ATP synthase mitochondrial F1 complex assembly factor 2 is an enzyme that in humans is encoded by the ATPAF2 gene.

This gene encodes an assembly factor for the F(1) component of the mitochondrial ATP synthase. This protein binds specifically to the F1 alpha subunit and is thought to prevent the subunit from forming nonproductive homooligomers during enzyme assembly. This gene is located within the Smith–Magenis syndrome region on chromosome 17. An alternatively spliced transcript variant has been described, but its biological validity has not been determined. A mutation in this gene has caused nuclear type 1 Complex V deficiency, characterized by lactic acidosis, encephalopathy, and developmental delays.

== Structure ==
The ATPAF2 gene is located on the p arm of chromosome 17 in position 11.2 and spans 24,110 base pairs. The gene produces a 32.8 kDa protein composed of 289 amino acids. This gene has at least 8 exons and is located within the Smith-Magenis syndrome region on chromosome 17.

== Function ==
The ATPAF2 gene encodes an essential housekeeping protein, an assembly factor for the F1 component of mitochondrial ATP synthase. This protein binds specifically to the F1 alpha subunit and is thought to prevent this subunit from forming nonproductive homooligomers during enzyme assembly.

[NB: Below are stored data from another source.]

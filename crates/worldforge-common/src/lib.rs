//! Worldforge Common - Shared types and utilities
//!
//! This crate provides the identity types, terrain cell codec, error
//! definitions and configuration used across all Worldforge components.

pub mod config;
pub mod error;
pub mod terrain;
pub mod types;

pub use config::Config;
pub use error::{Error, Result};
pub use terrain::{
    CELL_SIDE, CELLS_PER_LANDBLOCK, Direction, FieldMask, LandblockCells, TerrainEntry,
    TerrainField, cell_coords, cell_index, check_cell_index, pack, packed_field, replace_field,
    unpack,
};
pub use types::{DocumentId, DocumentKind, GRID_EXTENT, LandblockKey};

== Clinical significance ==
In the only report of a mutation in the ATPAF2 gene, the resulting phenotype was nuclear type 1 Complex V deficiency inherited in an autosomal recessive manner. A homozygous 280T-A transversion caused a W94R amino acid substitution adjacent to a highly conserved glutamine. Symptoms included elevated blood, CSF, and urine lactate levels, developmental delays with failure to thrive and seizures, and a degenerative encephalopathy with cortical and subcortical atrophy.

== Interactions ==
The encoded protein interacts with ATP5F1A and FMC1, along with many other proteins.